Data records:

-----

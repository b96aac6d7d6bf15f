//! Proctoring Shared Types
//!
//! Types shared by every stage of the integrity engine:
//! - Violation kinds and raw per-frame signals
//! - Aggregated violation statistics
//! - Exam identifiers and their side-store keys
//! - Injected clock

mod clock;
mod stats;

pub use clock::{Clock, ManualClock, SystemClock};
pub use stats::{ViolationBreakdown, ViolationStats};

use serde::{Deserialize, Serialize};
use std::fmt;

/// Cheating-relevant event kinds
#[derive(Debug, Clone, Copy, PartialEq, Eq, Hash, PartialOrd, Ord, Serialize, Deserialize)]
#[serde(rename_all = "camelCase")]
pub enum ViolationType {
    LookingLeft,
    LookingRight,
    FaceNotDetected,
    MultipleFaces,
}

impl ViolationType {
    /// All violation kinds, in breakdown order
    pub const ALL: [ViolationType; 4] = [
        ViolationType::LookingLeft,
        ViolationType::LookingRight,
        ViolationType::FaceNotDetected,
        ViolationType::MultipleFaces,
    ];

    /// Event name used by the proctoring audit log
    pub fn audit_name(&self) -> &'static str {
        match self {
            ViolationType::LookingLeft => "looking_left",
            ViolationType::LookingRight => "looking_right",
            ViolationType::FaceNotDetected => "face_not_detected",
            ViolationType::MultipleFaces => "multiple_faces",
        }
    }

    /// Human readable reason shown to the candidate
    pub fn reason(&self) -> &'static str {
        match self {
            ViolationType::LookingLeft => "You're looking left",
            ViolationType::LookingRight => "You're looking right",
            ViolationType::FaceNotDetected => "Face not visible",
            ViolationType::MultipleFaces => "Multiple faces detected",
        }
    }

    /// Whether this kind is always a hard violation, never a warning
    pub fn always_hard(&self) -> bool {
        matches!(self, ViolationType::FaceNotDetected | ViolationType::MultipleFaces)
    }
}

impl fmt::Display for ViolationType {
    fn fmt(&self, f: &mut fmt::Formatter<'_>) -> fmt::Result {
        f.write_str(self.audit_name())
    }
}

/// Raw classification of a single detection frame
#[derive(Debug, Clone, Copy, PartialEq, Eq, Default, Serialize, Deserialize)]
pub enum RawSignal {
    #[default]
    Ok,
    Violation(ViolationType),
}

impl RawSignal {
    pub fn violation(&self) -> Option<ViolationType> {
        match self {
            RawSignal::Ok => None,
            RawSignal::Violation(kind) => Some(*kind),
        }
    }

    pub fn is_ok(&self) -> bool {
        matches!(self, RawSignal::Ok)
    }
}

/// Exam identifier; owns the naming of every durable side-store key
#[derive(Debug, Clone, PartialEq, Eq, Hash, Serialize, Deserialize)]
#[serde(transparent)]
pub struct ExamId(String);

impl ExamId {
    pub fn new(id: impl Into<String>) -> Self {
        Self(id.into())
    }

    pub fn as_str(&self) -> &str {
        &self.0
    }

    /// Key holding the confirmed violation total (integer string)
    pub fn violations_key(&self) -> String {
        format!("exam_{}_violations", self.0)
    }

    /// Key holding the JSON-encoded `ViolationStats`
    pub fn stats_key(&self) -> String {
        format!("exam_{}_stats", self.0)
    }

    /// Key holding the tab switch count (integer string)
    pub fn tab_switches_key(&self) -> String {
        format!("exam_{}_tab_switches", self.0)
    }
}

impl fmt::Display for ExamId {
    fn fmt(&self, f: &mut fmt::Formatter<'_>) -> fmt::Result {
        f.write_str(&self.0)
    }
}
//! Submission Reconciliation
//!
//! Gathers violation and tab switch evidence from the in-memory session and
//! the durable side-store, resolves conflicts, backfills missing evidence,
//! and emits the single normalized record handed to the submission API.

mod evidence;
mod reconcile;

pub use evidence::{RiskLevel, SubmissionEvidence};
pub use reconcile::{Adjustment, Reconciler, Reconciliation};

use serde::{Deserialize, Serialize};
use thiserror::Error;

/// Reconciler configuration errors
#[derive(Debug, Clone, Error)]
pub enum ReconcileError {
    #[error("{field} must be within [0, 100], got {value}")]
    PercentOutOfRange { field: &'static str, value: u32 },

    #[error("left_percent + right_percent must not exceed 100, got {0}")]
    SplitOverflow(u32),
}

/// Backfill configuration. Ratios are whole percentages.
#[derive(Debug, Clone, PartialEq, Serialize, Deserialize)]
#[serde(default)]
pub struct ReconcilerConfig {
    /// Synthesize a missing signal from the correlated present one
    pub backfill: bool,
    /// Face violations synthesized per tab switch (rounded up)
    pub tab_to_face_percent: u32,
    /// Tab switches synthesized per face violation (rounded up)
    pub face_to_tab_percent: u32,
    /// Share of synthesized face violations attributed to looking left (rounded down)
    pub left_percent: u32,
    /// Share attributed to looking right (rounded down); the rest is face-not-detected
    pub right_percent: u32,
}

impl Default for ReconcilerConfig {
    fn default() -> Self {
        Self {
            backfill: true,
            tab_to_face_percent: 50,
            face_to_tab_percent: 30,
            left_percent: 30,
            right_percent: 30,
        }
    }
}

impl ReconcilerConfig {
    /// Report missing evidence as observed (zero) instead of estimating it
    pub fn strict() -> Self {
        Self {
            backfill: false,
            ..Default::default()
        }
    }

    pub fn validate(&self) -> Result<(), ReconcileError> {
        for (field, value) in [
            ("tab_to_face_percent", self.tab_to_face_percent),
            ("face_to_tab_percent", self.face_to_tab_percent),
            ("left_percent", self.left_percent),
            ("right_percent", self.right_percent),
        ] {
            if value > 100 {
                return Err(ReconcileError::PercentOutOfRange { field, value });
            }
        }
        let split = self.left_percent + self.right_percent;
        if split > 100 {
            return Err(ReconcileError::SplitOverflow(split));
        }
        Ok(())
    }
}
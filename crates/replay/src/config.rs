//! Engine configuration loading

use crate::ReplayError;
use serde::{Deserialize, Serialize};
use session::SessionConfig;
use std::path::Path;

/// Everything needed to run one exam session
#[derive(Debug, Clone, PartialEq, Serialize, Deserialize)]
#[serde(default)]
pub struct EngineConfig {
    pub exam_id: String,
    /// Exam length, measured from the first trace event
    pub duration_ms: i64,
    pub session: SessionConfig,
}

impl Default for EngineConfig {
    fn default() -> Self {
        Self {
            exam_id: "replay".into(),
            duration_ms: 60 * 60 * 1000,
            session: SessionConfig::default(),
        }
    }
}

impl EngineConfig {
    /// Load from an optional TOML file, then `PROCTOR__*` environment overrides
    /// (e.g. `PROCTOR__SESSION__FOCUS__HARD_LIMIT=10`)
    pub fn load(path: Option<&Path>) -> Result<Self, ReplayError> {
        let mut builder = ::config::Config::builder();
        if let Some(path) = path {
            builder = builder.add_source(::config::File::from(path));
        }
        builder = builder.add_source(
            ::config::Environment::with_prefix("PROCTOR")
                .separator("__")
                .try_parsing(true),
        );

        let config: EngineConfig = builder.build()?.try_deserialize()?;
        config.session.validate()?;
        Ok(config)
    }
}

-----

Exact copies of the lines from the start of the data up to the line holding "in breakdown order", both included, are all that is needed.

repository b96aac6d7d6bf15f
//! Proctoring Shared Types
//!
//! Types shared by every stage of the integrity engine:
//! - Violation kinds and raw per-frame signals
//! - Aggregated violation statistics
//! - Exam identifiers and their side-store keys
//! - Injected clock

mod clock;
mod stats;

pub use clock::{Clock, ManualClock, SystemClock};
pub use stats::{ViolationBreakdown, ViolationStats};

use serde::{Deserialize, Serialize};
use std::fmt;

/// Cheating-relevant event kinds
#[derive(Debug, Clone, Copy, PartialEq, Eq, Hash, PartialOrd, Ord, Serialize, Deserialize)]
#[serde(rename_all = "camelCase")]
pub enum ViolationType {
    LookingLeft,
    LookingRight,
    FaceNotDetected,
    MultipleFaces,
}

impl ViolationType {
    /// All violation kinds, in breakdown order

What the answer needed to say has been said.